▶ **INSTRUCTIONS TO FOLLOW**:
Within the material below, tally every line that holds the word "else", then give the tally and nothing more.

▶ **MATERIAL PROVIDED**:
============================================================
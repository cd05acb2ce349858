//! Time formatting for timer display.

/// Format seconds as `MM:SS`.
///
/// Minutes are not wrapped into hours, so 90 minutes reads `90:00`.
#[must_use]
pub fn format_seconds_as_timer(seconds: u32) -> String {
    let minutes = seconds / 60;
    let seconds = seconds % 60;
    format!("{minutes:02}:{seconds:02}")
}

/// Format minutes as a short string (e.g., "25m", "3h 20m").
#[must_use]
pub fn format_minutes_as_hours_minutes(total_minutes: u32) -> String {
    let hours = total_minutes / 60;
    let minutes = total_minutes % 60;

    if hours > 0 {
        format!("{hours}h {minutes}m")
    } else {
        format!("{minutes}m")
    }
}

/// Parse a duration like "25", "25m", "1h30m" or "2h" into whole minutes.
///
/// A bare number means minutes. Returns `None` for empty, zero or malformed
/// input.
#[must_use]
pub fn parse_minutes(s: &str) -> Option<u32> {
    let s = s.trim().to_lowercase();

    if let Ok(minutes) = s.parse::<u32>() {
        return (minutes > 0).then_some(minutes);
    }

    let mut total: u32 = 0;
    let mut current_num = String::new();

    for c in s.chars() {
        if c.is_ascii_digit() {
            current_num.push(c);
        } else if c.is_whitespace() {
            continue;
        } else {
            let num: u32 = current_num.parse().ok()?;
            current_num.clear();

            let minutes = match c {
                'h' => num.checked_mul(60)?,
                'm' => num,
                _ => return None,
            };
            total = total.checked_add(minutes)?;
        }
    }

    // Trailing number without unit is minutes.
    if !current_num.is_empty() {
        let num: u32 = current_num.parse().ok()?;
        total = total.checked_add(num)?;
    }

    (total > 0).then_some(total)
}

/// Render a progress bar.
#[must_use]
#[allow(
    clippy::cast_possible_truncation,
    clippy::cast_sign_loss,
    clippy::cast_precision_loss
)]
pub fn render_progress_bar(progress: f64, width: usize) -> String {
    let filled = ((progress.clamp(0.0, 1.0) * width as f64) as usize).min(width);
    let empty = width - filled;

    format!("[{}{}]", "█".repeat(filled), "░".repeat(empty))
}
============================================================
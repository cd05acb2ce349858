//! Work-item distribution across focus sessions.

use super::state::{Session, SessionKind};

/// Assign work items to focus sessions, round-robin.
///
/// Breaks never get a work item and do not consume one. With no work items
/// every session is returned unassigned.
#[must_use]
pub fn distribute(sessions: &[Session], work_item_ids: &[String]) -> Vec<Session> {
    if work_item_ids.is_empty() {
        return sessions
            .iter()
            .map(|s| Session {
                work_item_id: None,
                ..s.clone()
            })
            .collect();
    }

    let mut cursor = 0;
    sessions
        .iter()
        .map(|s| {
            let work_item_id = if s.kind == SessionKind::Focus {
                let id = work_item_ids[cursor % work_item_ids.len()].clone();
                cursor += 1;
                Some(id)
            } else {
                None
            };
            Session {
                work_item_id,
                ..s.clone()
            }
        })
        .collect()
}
============================================================
▶ **RESPONSE TO THE TASK**:
4